I think this series is a bridge between the drawings and what’s coming next. I have been working on it for a long time, but again, maybe it’s the time that my pieces take, I haven’t been able to give them my full attention. I’ve worked on them for at least a year. [I’m creating] a new series of work I’m really excited about. It’s not ready yet. I’m still working it out and playing with it but there are more of those things in the new series.”
Reflecting on the risk in taking a new direction when you are building a name and being recognised for a style of work, Waggett considers the differences in art market in the US and the UK.

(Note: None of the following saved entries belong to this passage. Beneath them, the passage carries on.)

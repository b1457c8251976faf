//! # cad_core
//!
//! Pure geometric primitives for reconstructing CAD programs from point clouds.
//!
//! This crate holds the math shared by the rest of the workspace: a small
//! `Point3` vector type, triangle helpers used for surface sampling and volume
//! computation, exact point/triangle queries, and farthest-point sampling that
//! reduces a dense surface sample to the fixed-size cloud the encoder consumes.
//!
//! ## Features
//!
//! - **no_std compatible**: the geometry works without the standard library
//! - **Deterministic sampling**: farthest-point selection has no hidden randomness
//! - **Exact volumes**: signed tetrahedron volumes for divergence-theorem integration
//!
//! ## Feature Flags
//!
//! - `std` (default): Enables standard library support
//! - `alloc`: Enables heap allocation (needed by [`sampling`]) without full std
//!
//! ## Modules
//!
//! - [`types`]: `Point3` and `Triangle`
//! - [`geometry`]: Closest point on triangle, ray/triangle intersection
//! - [`sampling`]: Farthest-point sampling
//! - [`error`]: Error types
//!
//! ## Usage
//!
//! ```ignore
//! use cad_core::prelude::*;
//!
//! let dense: Vec<Point3> = sample_surface_somehow();
//! let picked = farthest_point_sample(&dense, 256)?;
//! let cloud: Vec<Point3> = picked.iter().map(|&i| dense[i]).collect();
//! ```

#![no_std]
#![warn(missing_docs)]
#![warn(clippy::all)]

#[cfg(feature = "std")]
extern crate std;

#[cfg(all(feature = "alloc", not(feature = "std")))]
extern crate alloc;

#[cfg(feature = "std")]
mod alloc_prelude {
    pub use std::vec::Vec;
}

#[cfg(all(feature = "alloc", not(feature = "std")))]
mod alloc_prelude {
    pub use alloc::vec::Vec;
}

pub mod error;
pub mod geometry;
#[cfg(any(feature = "std", feature = "alloc"))]
pub mod sampling;
pub mod types;

/// Prelude module for convenient imports.
pub mod prelude {
    pub use crate::error::{CadCoreError, Result};
    pub use crate::geometry::{closest_point_on_triangle, ray_triangle_intersect};
    pub use crate::types::{Point3, Triangle};

    #[cfg(any(feature = "std", feature = "alloc"))]
    pub use crate::sampling::{farthest_point_sample, gather_points};
}

pub use error::{CadCoreError, Result};
pub use geometry::{closest_point_on_triangle, ray_triangle_intersect};
pub use types::{Point3, Triangle};

#[cfg(any(feature = "std", feature = "alloc"))]
pub use sampling::{farthest_point_sample, gather_points};
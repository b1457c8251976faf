//! The causal language model seam.
//!
//! The transformer itself is an external collaborator; the pipeline only needs
//! next-token logits from input embeddings plus an opaque incremental state.

use burn::prelude::*;

use crate::error::Result;

/// Result of one decoder step.
#[derive(Debug, Clone)]
pub struct DecoderOutput<B: Backend, S> {
    /// Logits `[batch, seq, vocab]` for the positions fed in this step.
    pub logits: Tensor<B, 3>,
    /// State to pass to the next step.
    pub state: S,
}

/// A causal decoder driven by input embeddings.
///
/// The first call receives the whole fused prompt and `state = None`. Every
/// later call receives only the embeddings of newly appended tokens, the full
/// attention mask so far and the state returned by the previous call.
pub trait CausalDecoder<B: Backend> {
    /// Incremental decoding state (key/value cache or equivalent).
    type State;

    /// Width of the input embeddings.
    fn hidden_size(&self) -> usize;

    /// Run one step.
    fn forward(
        &self,
        embeds: Tensor<B, 3>,
        mask: Tensor<B, 2, Int>,
        state: Option<Self::State>,
    ) -> Result<DecoderOutput<B, Self::State>>;
}
//! Farthest-point sampling.
//!
//! Reduces a dense surface sample to a fixed number of points with good
//! spatial coverage. The selection always starts at index 0, so identical
//! input always yields the identical subset.

use crate::alloc_prelude::Vec;
use crate::error::{CadCoreError, Result};
use crate::types::Point3;

/// Select `k` indices from `points` by iterative farthest-point sampling.
///
/// The first selected index is 0. Each following pick maximizes the squared
/// distance to the nearest already-selected point; ties resolve to the lowest
/// index.
///
/// # Errors
/// - [`CadCoreError::EmptyInput`] if `points` is empty and `k > 0`
/// - [`CadCoreError::SampleCountExceeded`] if `k > points.len()`
pub fn farthest_point_sample(points: &[Point3], k: usize) -> Result<Vec<usize>> {
    if k == 0 {
        return Ok(Vec::new());
    }
    if points.is_empty() {
        return Err(CadCoreError::EmptyInput);
    }
    if k > points.len() {
        return Err(CadCoreError::SampleCountExceeded {
            requested: k,
            available: points.len(),
        });
    }

    let mut selected = Vec::with_capacity(k);
    let mut min_dist = Vec::with_capacity(points.len());
    min_dist.resize(points.len(), f32::INFINITY);

    let mut current = 0usize;
    for _ in 0..k {
        selected.push(current);
        let anchor = points[current];

        let mut best = 0usize;
        let mut best_dist = f32::NEG_INFINITY;
        for (i, p) in points.iter().enumerate() {
            let d = p.distance_squared(anchor);
            if d < min_dist[i] {
                min_dist[i] = d;
            }
            if min_dist[i] > best_dist {
                best_dist = min_dist[i];
                best = i;
            }
        }
        current = best;
    }

    Ok(selected)
}

/// Gather the points at `indices`, preserving index order.
///
/// # Panics
/// Panics if an index is out of bounds; use indices returned by
/// [`farthest_point_sample`] on the same slice.
pub fn gather_points(points: &[Point3], indices: &[usize]) -> Vec<Point3> {
    indices.iter().map(|&i| points[i]).collect()
}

“Obviously there’s a much bigger market here. I think that my work that sells in the UK, those collectors appreciate that I am in the US making work here. However, the scene in the US is more open. People here are very happy with very green new galleries and giving them a chance and seeing what happens. It’s about names there [in the UK], I think. People are more willing to take you on when you don’t have one here. I think you get an easier seat at the table in America.”
Waggett has been winding down her previous work. Prints and originals have sold through and she intends to spend as much time as she needs after Christmas exploring where this new direction in her work will take her. Having felt at times in the past that she has been making work for the market and feeling creatively stifled, she is committed to doing work she can pour her soul into.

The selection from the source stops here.